Work request:
Reproduce every record below exactly as it appears.

|---|

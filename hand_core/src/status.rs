//! Per-pass reports of the control loop and the observer.

use crate::calibration::FingerId;
use crate::error::{FingerFault, HandError};
use crate::types::{FingerState, PlannedCommand};

/// What the control loop did with one finger during one pass.
#[derive(Debug, Clone)]
pub enum FingerOutcome {
    /// No instruction received yet; state estimated only.
    Estimated(FingerState),
    /// Finger already satisfies its instruction.
    Holding(FingerState),
    /// A pulse was issued.
    Commanded(PlannedCommand),
    /// A pulse toward the same instruction is still running.
    InFlight,
    /// Skipped because of a per-finger fault.
    Faulted(FingerFault),
    /// Hardware access failed; retried next pass.
    Failed(HandError),
}

/// What the observer did with one finger during one pass.
#[derive(Debug, Clone, PartialEq)]
pub enum ObserverOutcome {
    Idle,
    /// Pulse in flight; first sample of this stroke recorded.
    Watching,
    /// Pulse in flight and the shaft moved.
    Moving,
    /// Pulse in flight but the shaft did not move; aborted.
    Stalled,
    /// Idle drift corrected by a bounded pulse.
    Corrected(PlannedCommand),
    /// Sensor disconnected; finger skipped.
    Disconnected,
    /// Both direction lines read high (or unreadable); forced low.
    LineConflict,
    /// Hardware access failed.
    Failed(String),
}

/// Outcomes of one pass, in processing order.
#[derive(Debug, Clone)]
pub struct CycleReport<T> {
    pub outcomes: Vec<(FingerId, T)>,
}

impl<T> CycleReport<T> {
    pub fn get(&self, id: FingerId) -> Option<&T> {
        self.outcomes
            .iter()
            .find_map(|(fid, o)| (*fid == id).then_some(o))
    }
}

|---|

Finished exercise:
filename hand_core/src/status.rs
//! Per-pass reports of the control loop and the observer.

use crate::calibration::FingerId;
use crate::error::{FingerFault, HandError};
use crate::types::{FingerState, PlannedCommand};

/// What the control loop did with one finger during one pass.
#[derive(Debug, Clone)]
pub enum FingerOutcome {
    /// No instruction received yet; state estimated only.
    Estimated(FingerState),
    /// Finger already satisfies its instruction.
    Holding(FingerState),
    /// A pulse was issued.
    Commanded(PlannedCommand),
    /// A pulse toward the same instruction is still running.
    InFlight,
    /// Skipped because of a per-finger fault.
    Faulted(FingerFault),
    /// Hardware access failed; retried next pass.
    Failed(HandError),
}

/// What the observer did with one finger during one pass.
#[derive(Debug, Clone, PartialEq)]
pub enum ObserverOutcome {
    Idle,
    /// Pulse in flight; first sample of this stroke recorded.
    Watching,
    /// Pulse in flight and the shaft moved.
    Moving,
    /// Pulse in flight but the shaft did not move; aborted.
    Stalled,
    /// Idle drift corrected by a bounded pulse.
    Corrected(PlannedCommand),
    /// Sensor disconnected; finger skipped.
    Disconnected,
    /// Both direction lines read high (or unreadable); forced low.
    LineConflict,
    /// Hardware access failed.
    Failed(String),
}

/// Outcomes of one pass, in processing order.
#[derive(Debug, Clone)]
pub struct CycleReport<T> {
    pub outcomes: Vec<(FingerId, T)>,
}

impl<T> CycleReport<T> {
    pub fn get(&self, id: FingerId) -> Option<&T> {
        self.outcomes
            .iter()
            .find_map(|(fid, o)| (*fid == id).then_some(o))
    }
}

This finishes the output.